Laboratory work is one example. Firms such as Australian-owned The Doctors Laboratory (TDL) and US firm Quintiles are being touted as the up-and-coming forces in laboratory development work in conjunction with NHS trusts.

TDL has just completed one development in a joint venture with University College London Hospital on a site opposite the new £225m Euston Road hospital development. A recent statement from the hospital trust said the pathology laboratory on Whitfield Street was "the largest of its kind in the UK".

One consultant involved in the Whitfield Street project says the public–private partnership could, if successful, result in many more springing up around the country. "There's a spotlight on this in the medical world right now," he says.

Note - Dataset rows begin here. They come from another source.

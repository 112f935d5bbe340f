use rand::SeedableRng;
use rand::rngs::StdRng;

use crate::models::{FoodItem, RequirementMap};
use crate::optimizer::SearchConfig;
use crate::tuner::evaluation::{EvaluationResult, evaluate_config};
use crate::tuner::knobs::KnobRanges;

/// Configuration for the tuner.
pub struct TunerConfig {
    /// Number of random configurations to evaluate.
    pub iterations: usize,
    /// Seed for sampling configurations.
    pub seed: u64,
    /// Search seeds every configuration is evaluated on.
    pub eval_seeds: Vec<u64>,
    pub ranges: KnobRanges,
}

impl Default for TunerConfig {
    fn default() -> Self {
        Self {
            iterations: 50,
            seed: 123,
            eval_seeds: (1..=5).collect(),
            ranges: KnobRanges::default(),
        }
    }
}

/// Results from a tuning run.
pub struct TunerResults {
    /// All evaluation results, sorted best to worst.
    pub results: Vec<EvaluationResult>,
    /// The baseline result using default constants.
    pub baseline: EvaluationResult,
}

/// Run random-search tuning over search configurations.
pub fn run_tuner(
    config: &TunerConfig,
    foods: &[FoodItem],
    requirements: &RequirementMap,
) -> TunerResults {
    let mut rng = StdRng::seed_from_u64(config.seed);
    let mut results = Vec::with_capacity(config.iterations);

    let baseline_config = SearchConfig::default();
    let baseline = evaluate_config(&baseline_config, foods, requirements, &config.eval_seeds);

    println!(
        "Baseline: mean={:.2} min={:.2} max={:.2} entries={:.1}",
        baseline.mean_best_score,
        baseline.min_best_score,
        baseline.max_best_score,
        baseline.mean_entries
    );
    println!("    {}\n", baseline_config.display());

    println!("Running {} iterations...", config.iterations);

    let mut best_mean = baseline.mean_best_score;

    for i in 0..config.iterations {
        let candidate = config.ranges.sample(&mut rng);
        let result = evaluate_config(&candidate, foods, requirements, &config.eval_seeds);

        if result.mean_best_score < best_mean {
            best_mean = result.mean_best_score;
            println!(
                "[{}/{}] New best: mean={:.2} min={:.2} max={:.2} ({})",
                i + 1,
                config.iterations,
                result.mean_best_score,
                result.min_best_score,
                result.max_best_score,
                candidate.display()
            );
        }

        results.push(result);

        if (i + 1) % (config.iterations / 10).max(1) == 0 {
            let pct = ((i + 1) as f64 / config.iterations as f64) * 100.0;
            eprint!("\r{:.0}% complete", pct);
        }
    }
    eprintln!();

    results.sort_by(|a, b| b.cmp_score(a));

    TunerResults { results, baseline }
}

#[cfg(test)]
mod tests {
    use super::*;
    use crate::models::{FoodCategory, Nutrient, NutrientVector};

    #[test]
    fn test_run_tuner_sorts_best_first() {
        let foods = vec![
            FoodItem::new(
                "Rice",
                FoodCategory::Grain,
                NutrientVector {
                    calories: 130.0,
                    protein: 2.7,
                    ..Default::default()
                },
            ),
            FoodItem::new(
                "Tofu",
                FoodCategory::Protein,
                NutrientVector {
                    calories: 76.0,
                    protein: 8.0,
                    ..Default::default()
                },
            ),
        ];
        let mut req = RequirementMap::new();
        req.insert(Nutrient::Calories, 1800.0);
        req.insert(Nutrient::Protein, 50.0);

        let config = TunerConfig {
            iterations: 4,
            eval_seeds: vec![1, 2],
            ranges: KnobRanges {
                iterations: (20, 60),
                ..Default::default()
            },
            ..Default::default()
        };
        let results = run_tuner(&config, &foods, &req);

        assert_eq!(results.results.len(), 4);
        for w in results.results.windows(2) {
            assert!(w[0].mean_best_score <= w[1].mean_best_score);
        }
    }
}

Another offshoot in the medical field are firms offering private checks-ups – you turn up on spec for a consultation and pay about £30. As well as the well-established BUPA, other firms offering this service include WellCare, U-First Healthcare, Medicentre and Casualty Plus. All of them are taking advantage of patients' irritation at having to wait days, or even weeks, to get an appointment with their local GP.

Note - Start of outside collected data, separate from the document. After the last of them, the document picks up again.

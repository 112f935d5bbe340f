pub mod evaluation;
pub mod knobs;
pub mod output;
pub mod search;

pub use evaluation::{EvaluationResult, SeedResult, evaluate_config, evaluate_seed};
pub use knobs::KnobRanges;
pub use output::{print_topk, write_best_json, write_csv};
pub use search::{TunerConfig, TunerResults, run_tuner};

Casualty Plus has received most attention after it opened a £3.5m facility in Brentford, west London, built by Bluestone, the regional arm of Morgan Sindall. And this is just the beginning, says Craige Coren, the property director Casualty Plus. The firm is looking at six potential locations for new surgeries, five of which are in London and the South-east and one in Manchester. Coren says he is looking at existing buildings or new-builds, but adds: "Buying sites to build on ourselves would be perfect."

The typical Casualty Plus centre will be between 1000 m2 and 1500 m2 in size, depending on whether it has theatres or not. And Coren insists the firm is trying to "create an environment that is not a hospital". "Our surgeries have comfortable receptions with plasma screens and free tea and coffee," he says. "And we have air fresheners to stop it smelling like a hospital."